▶ **WHAT IS REQUIRED**
Report only how many lines of the entries below contain the string "Loading".

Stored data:

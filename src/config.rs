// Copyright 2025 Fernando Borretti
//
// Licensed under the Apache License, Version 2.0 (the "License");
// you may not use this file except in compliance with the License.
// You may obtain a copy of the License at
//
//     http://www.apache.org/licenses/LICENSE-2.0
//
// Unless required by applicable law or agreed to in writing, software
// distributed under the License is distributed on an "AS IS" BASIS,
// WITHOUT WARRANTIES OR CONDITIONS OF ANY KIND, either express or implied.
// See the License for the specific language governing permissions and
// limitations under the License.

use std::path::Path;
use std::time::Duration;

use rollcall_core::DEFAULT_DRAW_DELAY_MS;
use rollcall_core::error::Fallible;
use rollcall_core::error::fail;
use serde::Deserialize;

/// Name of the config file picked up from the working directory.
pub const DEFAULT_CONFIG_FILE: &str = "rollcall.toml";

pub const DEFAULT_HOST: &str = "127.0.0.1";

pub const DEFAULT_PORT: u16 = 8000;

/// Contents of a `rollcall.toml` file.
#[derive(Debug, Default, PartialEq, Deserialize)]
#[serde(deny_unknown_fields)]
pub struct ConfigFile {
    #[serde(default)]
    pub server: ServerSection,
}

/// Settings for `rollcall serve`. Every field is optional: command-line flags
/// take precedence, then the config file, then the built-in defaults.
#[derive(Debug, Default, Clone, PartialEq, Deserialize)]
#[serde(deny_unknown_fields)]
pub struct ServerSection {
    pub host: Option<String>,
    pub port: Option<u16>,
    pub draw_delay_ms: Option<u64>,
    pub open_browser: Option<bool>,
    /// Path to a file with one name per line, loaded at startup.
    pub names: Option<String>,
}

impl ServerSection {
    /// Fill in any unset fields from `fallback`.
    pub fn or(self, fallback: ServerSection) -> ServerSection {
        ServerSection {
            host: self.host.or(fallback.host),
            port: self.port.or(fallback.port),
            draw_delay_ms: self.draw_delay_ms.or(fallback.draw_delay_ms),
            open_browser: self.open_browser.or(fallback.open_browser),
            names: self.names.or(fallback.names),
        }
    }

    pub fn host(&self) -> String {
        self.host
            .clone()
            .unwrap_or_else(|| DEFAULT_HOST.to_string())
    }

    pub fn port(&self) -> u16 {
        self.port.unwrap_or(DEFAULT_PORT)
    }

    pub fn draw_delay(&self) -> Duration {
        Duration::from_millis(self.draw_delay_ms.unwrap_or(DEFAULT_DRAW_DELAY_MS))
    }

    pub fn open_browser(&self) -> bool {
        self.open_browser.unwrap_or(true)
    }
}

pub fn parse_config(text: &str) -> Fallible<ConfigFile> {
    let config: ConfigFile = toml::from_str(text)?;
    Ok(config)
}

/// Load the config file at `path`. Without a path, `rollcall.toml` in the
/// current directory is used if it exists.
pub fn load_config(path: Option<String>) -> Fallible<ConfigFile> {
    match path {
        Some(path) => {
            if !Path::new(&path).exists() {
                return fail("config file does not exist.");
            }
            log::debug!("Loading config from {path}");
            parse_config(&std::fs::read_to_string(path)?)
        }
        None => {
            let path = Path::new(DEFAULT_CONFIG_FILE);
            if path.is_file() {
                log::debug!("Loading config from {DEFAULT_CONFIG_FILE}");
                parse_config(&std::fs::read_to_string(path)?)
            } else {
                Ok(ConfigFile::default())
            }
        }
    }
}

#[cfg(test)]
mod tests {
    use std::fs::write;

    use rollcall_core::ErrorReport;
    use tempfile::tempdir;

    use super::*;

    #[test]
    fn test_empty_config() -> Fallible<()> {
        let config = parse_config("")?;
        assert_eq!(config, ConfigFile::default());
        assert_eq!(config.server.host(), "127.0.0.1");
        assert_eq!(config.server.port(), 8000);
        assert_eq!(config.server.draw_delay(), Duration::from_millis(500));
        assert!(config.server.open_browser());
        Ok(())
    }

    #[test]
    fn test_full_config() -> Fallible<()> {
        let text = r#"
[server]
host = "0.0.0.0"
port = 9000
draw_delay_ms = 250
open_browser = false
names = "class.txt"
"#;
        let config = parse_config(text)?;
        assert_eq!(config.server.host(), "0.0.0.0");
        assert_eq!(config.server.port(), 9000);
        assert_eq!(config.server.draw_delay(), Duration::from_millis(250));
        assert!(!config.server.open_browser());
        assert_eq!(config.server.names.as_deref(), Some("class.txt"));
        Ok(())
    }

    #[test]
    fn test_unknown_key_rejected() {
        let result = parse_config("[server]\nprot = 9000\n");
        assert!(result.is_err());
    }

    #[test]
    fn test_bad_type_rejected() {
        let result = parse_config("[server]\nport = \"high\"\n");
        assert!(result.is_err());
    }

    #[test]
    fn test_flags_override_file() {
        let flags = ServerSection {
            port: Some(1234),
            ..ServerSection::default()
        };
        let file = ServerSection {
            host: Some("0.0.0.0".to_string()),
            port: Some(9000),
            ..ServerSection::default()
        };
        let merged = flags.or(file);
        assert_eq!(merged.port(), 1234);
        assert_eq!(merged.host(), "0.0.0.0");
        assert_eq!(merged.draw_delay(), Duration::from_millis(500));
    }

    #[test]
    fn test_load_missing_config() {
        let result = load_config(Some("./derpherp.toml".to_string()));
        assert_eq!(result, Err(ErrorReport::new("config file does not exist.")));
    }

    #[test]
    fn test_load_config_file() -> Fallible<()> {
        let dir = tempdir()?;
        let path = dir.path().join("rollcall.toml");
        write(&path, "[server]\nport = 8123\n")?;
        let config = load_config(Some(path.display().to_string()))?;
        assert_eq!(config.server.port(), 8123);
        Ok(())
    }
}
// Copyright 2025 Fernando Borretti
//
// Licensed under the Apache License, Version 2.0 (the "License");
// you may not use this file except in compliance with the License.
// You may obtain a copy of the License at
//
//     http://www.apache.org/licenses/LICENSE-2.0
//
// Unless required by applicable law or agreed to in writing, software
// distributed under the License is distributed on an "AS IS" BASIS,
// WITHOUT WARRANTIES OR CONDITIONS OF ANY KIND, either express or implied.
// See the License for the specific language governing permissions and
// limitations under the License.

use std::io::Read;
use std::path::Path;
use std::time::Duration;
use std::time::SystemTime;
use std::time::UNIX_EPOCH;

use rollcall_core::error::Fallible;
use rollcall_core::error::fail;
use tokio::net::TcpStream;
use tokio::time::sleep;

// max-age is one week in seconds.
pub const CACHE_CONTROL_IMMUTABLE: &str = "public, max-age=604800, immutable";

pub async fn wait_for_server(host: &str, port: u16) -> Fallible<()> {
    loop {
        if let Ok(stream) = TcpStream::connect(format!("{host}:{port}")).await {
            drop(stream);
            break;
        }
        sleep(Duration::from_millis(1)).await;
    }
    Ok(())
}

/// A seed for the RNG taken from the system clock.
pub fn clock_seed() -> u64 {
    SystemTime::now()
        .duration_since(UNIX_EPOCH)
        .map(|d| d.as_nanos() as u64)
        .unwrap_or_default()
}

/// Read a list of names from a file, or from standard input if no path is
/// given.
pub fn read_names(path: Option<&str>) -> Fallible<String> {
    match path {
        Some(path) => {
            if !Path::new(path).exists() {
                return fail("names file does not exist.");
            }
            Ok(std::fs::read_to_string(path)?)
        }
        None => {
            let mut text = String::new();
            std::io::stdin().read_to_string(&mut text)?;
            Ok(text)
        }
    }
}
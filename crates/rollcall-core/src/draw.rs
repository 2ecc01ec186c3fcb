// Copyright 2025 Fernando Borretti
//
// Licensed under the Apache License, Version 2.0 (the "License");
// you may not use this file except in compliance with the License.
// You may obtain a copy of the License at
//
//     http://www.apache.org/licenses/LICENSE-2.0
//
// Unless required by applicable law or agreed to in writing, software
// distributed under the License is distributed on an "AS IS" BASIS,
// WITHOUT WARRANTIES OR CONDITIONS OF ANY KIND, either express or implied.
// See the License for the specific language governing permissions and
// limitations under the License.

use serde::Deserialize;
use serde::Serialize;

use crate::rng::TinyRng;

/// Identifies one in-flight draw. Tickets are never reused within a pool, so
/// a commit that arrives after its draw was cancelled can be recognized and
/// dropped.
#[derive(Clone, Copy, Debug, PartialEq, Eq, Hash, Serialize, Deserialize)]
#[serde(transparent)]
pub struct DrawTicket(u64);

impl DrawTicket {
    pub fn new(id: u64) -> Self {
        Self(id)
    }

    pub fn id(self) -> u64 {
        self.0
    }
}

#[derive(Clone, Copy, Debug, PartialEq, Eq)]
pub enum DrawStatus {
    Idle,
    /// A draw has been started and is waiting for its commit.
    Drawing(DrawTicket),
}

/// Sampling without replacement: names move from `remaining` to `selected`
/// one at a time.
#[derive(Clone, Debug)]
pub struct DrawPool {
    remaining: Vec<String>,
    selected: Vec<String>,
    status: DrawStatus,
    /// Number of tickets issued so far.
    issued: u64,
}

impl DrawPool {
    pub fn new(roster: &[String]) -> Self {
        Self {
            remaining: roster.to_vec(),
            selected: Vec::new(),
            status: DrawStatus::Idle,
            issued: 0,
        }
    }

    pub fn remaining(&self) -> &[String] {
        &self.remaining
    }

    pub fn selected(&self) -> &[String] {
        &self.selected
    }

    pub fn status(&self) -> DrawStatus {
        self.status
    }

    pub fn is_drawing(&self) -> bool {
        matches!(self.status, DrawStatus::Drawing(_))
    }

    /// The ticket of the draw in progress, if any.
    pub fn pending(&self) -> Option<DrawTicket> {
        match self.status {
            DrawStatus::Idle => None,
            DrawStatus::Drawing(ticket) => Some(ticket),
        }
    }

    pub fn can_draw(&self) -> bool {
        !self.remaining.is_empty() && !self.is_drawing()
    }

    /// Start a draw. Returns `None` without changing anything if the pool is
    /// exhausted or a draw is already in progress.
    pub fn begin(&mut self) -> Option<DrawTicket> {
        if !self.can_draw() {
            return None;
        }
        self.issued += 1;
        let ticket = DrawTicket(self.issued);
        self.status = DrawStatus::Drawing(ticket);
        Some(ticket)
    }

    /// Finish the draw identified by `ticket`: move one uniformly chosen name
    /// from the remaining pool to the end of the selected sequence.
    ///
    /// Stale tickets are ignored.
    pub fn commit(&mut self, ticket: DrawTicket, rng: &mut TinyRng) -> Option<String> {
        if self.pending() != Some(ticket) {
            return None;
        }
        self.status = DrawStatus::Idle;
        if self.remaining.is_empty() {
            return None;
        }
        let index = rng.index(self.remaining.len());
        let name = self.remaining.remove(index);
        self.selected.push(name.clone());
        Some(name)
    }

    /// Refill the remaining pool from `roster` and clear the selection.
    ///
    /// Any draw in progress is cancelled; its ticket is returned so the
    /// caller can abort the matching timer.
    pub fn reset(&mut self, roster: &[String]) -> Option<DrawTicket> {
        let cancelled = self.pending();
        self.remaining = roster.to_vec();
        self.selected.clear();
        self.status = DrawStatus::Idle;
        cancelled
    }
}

▶ **SOLUTION FOR THIS TASK**
2